En attendant, le jour J. approchait à grands pas. Sans que nos résultats se soient pour autant vraiment améliorés. Il a fini par arriver.
Elle était résignée, la coach.
« Faites ce que vous pourrez…
Juste avant le départ, en autocar, pour Aix-en-Provence, la directrice s’est fendue d’un discours particulièrement soporifique tout au long duquel elle nous a répété au moins vingt fois qu’elle comptait sur nous et qu’elle était persuadée qu’on porterait bien haut la bannière de Sainte-Croix.
Oui, tu parles ! On a enchaîné à qui mieux mieux les contre-performances. Tant en athlétisme qu’en gym. Et on s’est retrouvés bons derniers, éliminés piteusement de la compétition.
Il y en avait qu’étaient un peu déçus.
‒ Quand même… Si on avait fait un minimum d’efforts…
Mais la plupart s’en fichaient.
‒ Oh, tu parles ! C’est que du sport. »
Quant à Jessica T., elle ne nous a pas fait le moindre reproche. Elle s’est réfugiée dans le silence.

Le lendemain, en début d’après-midi, Léa m’a discrètement fait signe.
« Viens ! J’ai quelque chose à te raconter.
Et je l’ai rejointe dans son petit bureau de déléguée des élèves, juste à côté de celui de la directrice.
‒ Mais alors tu le répéteras pas, hein ! Tu me promets ? Ça me ferait avoir des ennuis.
‒ Même pas à Théo ?
‒ Oh, lui, de toute façon, je sais que tu lui diras. Alors…
Bon, mais c’était quoi ? Qu’est-ce qu’il y avait eu ?
‒ C’est Jessica T., la coach. Elle est venue au rapport, là, tout à l’heure, à côté. Suite aux compétitions d’hier.
‒ Ah ! Et alors ?
‒ Et alors, c’est du papier mâché, les cloisons ici. On entend tout dès que ça se met à parler un peu fort. Surtout…
Elle m’a fait un petit clin d’œil.
‒ Surtout… quand on y colle l’oreille. Et je peux te dire qu’elle s’est pris une de ces dégazées, la Jessica ! Impressionnant. Qu’elle était absolument incapable de motiver les élèves. C’était pourtant pas si compliqué que ça ! On utilisait des méthodes, à Sainte-Croix, qui avaient fait leurs preuves. Des fessées. À la main ou au martinet. Elle se croyait donc au-dessus de tout le monde qu’elle refusait d’y avoir recours ?

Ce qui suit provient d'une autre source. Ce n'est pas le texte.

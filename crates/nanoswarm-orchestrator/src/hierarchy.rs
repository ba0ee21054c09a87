use crate::config::SwarmConfig;
use crate::context::ContextProvider;
use crate::driver::{PlannerKind, RunDriver, TierExecutor};
use crate::lead::DomainLead;
use crate::limits::{acquire, GatedBackend, TierLimits};
use crate::pipeline::StageReport;
use crate::scheduler::with_dependency_context;
use crate::scope::RunScope;
use crate::types::{PlannedTask, RunOutcome};
use async_trait::async_trait;
use nanoswarm_agent::LlmBackend;
use nanoswarm_core::{AgentRole, SwarmError, SwarmResult, Task, TaskResult};
use nanoswarm_state::StateLayer;
use nanoswarm_tools::ToolRegistry;
use serde_json::Value;
use std::collections::{BTreeMap, HashMap};
use std::sync::Arc;
use std::time::Duration;
use tracing::{info, warn};

/// Metadata key linking a follow-up session to its parent.
pub const PREVIOUS_SESSION_KEY: &str = "previous_session_id";

/// The three-tier orchestrator: a Queen plans and synthesizes, one domain
/// lead per planned task runs a specialist pipeline.
///
/// Construct once and share; the global and mid-tier limits apply across
/// every run of the same instance.
pub struct HierarchicalSwarm {
    llm: Arc<dyn LlmBackend>,
    tools: Arc<ToolRegistry>,
    state: Arc<StateLayer>,
    config: SwarmConfig,
    limits: TierLimits,
    context: Option<Arc<dyn ContextProvider>>,
}

impl HierarchicalSwarm {
    /// A swarm calling `llm`, with the global limit applied to every call.
    ///
    /// `worker_timeout_secs` bounds each call from the moment it holds a
    /// global permit, so time queued behind other calls is not charged.
    pub fn new(
        llm: Arc<dyn LlmBackend>,
        tools: Arc<ToolRegistry>,
        state: Arc<StateLayer>,
        config: SwarmConfig,
    ) -> Self {
        let gated: Arc<dyn LlmBackend> = Arc::new(
            GatedBackend::new(llm, config.global_limit).with_call_timeout(config.worker_timeout()),
        );
        Self {
            llm: gated,
            tools,
            state,
            limits: TierLimits::new(config.mid_limit, config.stage_limit),
            config,
            context: None,
        }
    }

    /// Adds a knowledge source consulted before planning.
    pub fn with_context_provider(mut self, provider: Arc<dyn ContextProvider>) -> Self {
        self.context = Some(provider);
        self
    }

    /// The active configuration.
    pub fn config(&self) -> &SwarmConfig {
        &self.config
    }

    /// Runs `goal` in a new session.
    ///
    /// Errors only when the session cannot be created; every later failure
    /// is reported inside the [`RunOutcome`].
    pub async fn run(
        &self,
        goal: &str,
        metadata: HashMap<String, Value>,
    ) -> SwarmResult<RunOutcome> {
        let session = self.state.sessions.create(goal, metadata).await?;
        info!(session_id = %session.session_id, "Hierarchical run starting");
        Ok(self.run_in_session(&session.session_id, goal, "").await)
    }

    /// Runs `goal` as a follow-up of an existing session, giving the
    /// planner that session's task history.
    ///
    /// Fails with [`SwarmError::NotFound`] when the parent session does not
    /// exist and with [`SwarmError::Orchestrator`] when another follow-up
    /// on the same parent is in progress.
    pub async fn run_followup(
        &self,
        parent_session_id: &str,
        goal: &str,
        mut metadata: HashMap<String, Value>,
    ) -> SwarmResult<RunOutcome> {
        let parent = self.state.sessions.require(parent_session_id).await?;
        let resource = format!("followup:{parent_session_id}");
        let token = self
            .state
            .locks
            .acquire(&resource, self.config.followup_lock_ttl())
            .await?
            .ok_or_else(|| {
                SwarmError::Orchestrator(format!(
                    "a follow-up of session {parent_session_id} is already running"
                ))
            })?;

        info!(parent = %parent.session_id, parent_goal = %parent.goal, "Follow-up run starting");
        let outcome: SwarmResult<RunOutcome> = async {
            let history = match self
                .state
                .journal(parent_session_id)
                .planner_context(self.config.history_limit)
                .await
            {
                Ok(h) => h,
                Err(e) => {
                    warn!(parent = parent_session_id, error = %e, "Parent history unavailable");
                    String::new()
                }
            };
            metadata.insert(
                PREVIOUS_SESSION_KEY.to_string(),
                Value::String(parent_session_id.to_string()),
            );
            let session = self.state.sessions.create(goal, metadata).await?;
            Ok(self.run_in_session(&session.session_id, goal, &history).await)
        }
        .await;

        match self.state.locks.release(&token).await {
            Ok(true) => {}
            Ok(false) => warn!(resource = %resource, "Follow-up lock expired before release"),
            Err(e) => warn!(resource = %resource, error = %e, "Follow-up lock release failed"),
        }
        outcome
    }

    async fn run_in_session(&self, session_id: &str, goal: &str, history: &str) -> RunOutcome {
        let scope = RunScope {
            llm: Arc::clone(&self.llm),
            tools: Arc::clone(&self.tools),
            state: Arc::clone(&self.state),
            session_id: session_id.to_string(),
            max_tokens: self.config.max_tokens,
            timeout: None,
        };
        let knowledge = knowledge_for(self.context.as_deref(), goal).await;
        let executor = LeadExecutor {
            scope: scope.clone(),
            limits: self.limits.clone(),
        };
        RunDriver {
            scope: &scope,
            config: &self.config,
            planner: PlannerKind::Hierarchical,
        }
        .run(goal, knowledge.as_deref(), history, &executor)
        .await
    }
}

/// Best-effort knowledge lookup: errors are logged and dropped.
pub(crate) async fn knowledge_for(
    provider: Option<&dyn ContextProvider>,
    goal: &str,
) -> Option<String> {
    let provider = provider?;
    match provider.context_for(goal).await {
        Ok(ctx) => ctx,
        Err(e) => {
            warn!(error = %e, "Context provider failed; planning without knowledge context");
            None
        }
    }
}

struct LeadExecutor {
    scope: RunScope,
    limits: TierLimits,
}

#[async_trait]
impl TierExecutor for LeadExecutor {
    async fn execute(
        &self,
        task: &PlannedTask,
        deps: BTreeMap<String, String>,
    ) -> (TaskResult, Vec<StageReport>) {
        let content = with_dependency_context(&task.instruction, &deps);
        let tier_task = Task::with_id(&task.id, content).with_priority(task.priority);

        let _mid = match acquire(&self.limits.mid, "mid-tier").await {
            Ok(permit) => permit,
            Err(e) => {
                let result = TaskResult::failure(
                    &task.id,
                    "",
                    AgentRole::Lead(task.role),
                    e.to_string(),
                    Duration::ZERO,
                    0,
                );
                return (result, Vec::new());
            }
        };
        let lead = DomainLead::new(task.role, self.scope.clone(), self.limits.stage);
        let outcome = lead.execute(&tier_task).await;
        (outcome.result, outcome.pipeline.stages)
    }
}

‒ Et elle répondait quoi, l’autre ?
‒ Rien. Elle pipait pas mot. Elle laissait passer l’orage. Un bon moment qu’il a duré d’ailleurs, l’orage. Avec éclairs et coups de tonnerre. Jusqu’au moment où la directrice lui a balancé comme ça que la première personne qu’il aurait fallu motiver, c’était elle. De la manière appropriée. Alors là, elle s’est mise à protester. « Non, mais alors là, sûrement pas ! » Mais la directrice a enfoncé le clou. Parfaitement qu’elle en méritait une. Et une bonne ! Même qu’elle allait l’avoir. C’était prévu dans son contrat n’importe comment ! Elle l’avait pas lu ? À moins qu’elle préfère le dénoncer, le contrat ? Libre à elle. Mais elle savait ce que ça allait lui coûter ! Cinq ans de salaire. À payer cash. Ça aussi, c’était stipulé dans le contrat. Écrit noir sur blanc. Alors ? Elle décidait quoi ? Il s’est murmuré quelque chose. Que je n’ai pas entendu. Il y a un bruit de feuilles qu’on tournait, celui d’une badine qui sifflait en l’air et puis, à nouveau, la voix de la directrice. « Déculottez-vous, Jessica ! » « Oh, Madame la directrice ! » « Exécution ! Si vous voulez pas aggraver votre cas. Là ! À la bonne heure ! Vous voyez que vous pouvez quand vous voulez. Et maintenant penchez-vous en avant sur le bureau. Allez ! Et écartez bien les jambes. » Il y a eu un long moment de silence. Après quoi elle a passé un coup de fil à Philippe M. « Venez me rejoindre dans mon bureau. Tout de suite, oui. » Et elle lui a dit pourquoi. Alors tu penses bien que l’autre, il a pas perdu de temps. Trente secondes après, il était là, tout frétillant.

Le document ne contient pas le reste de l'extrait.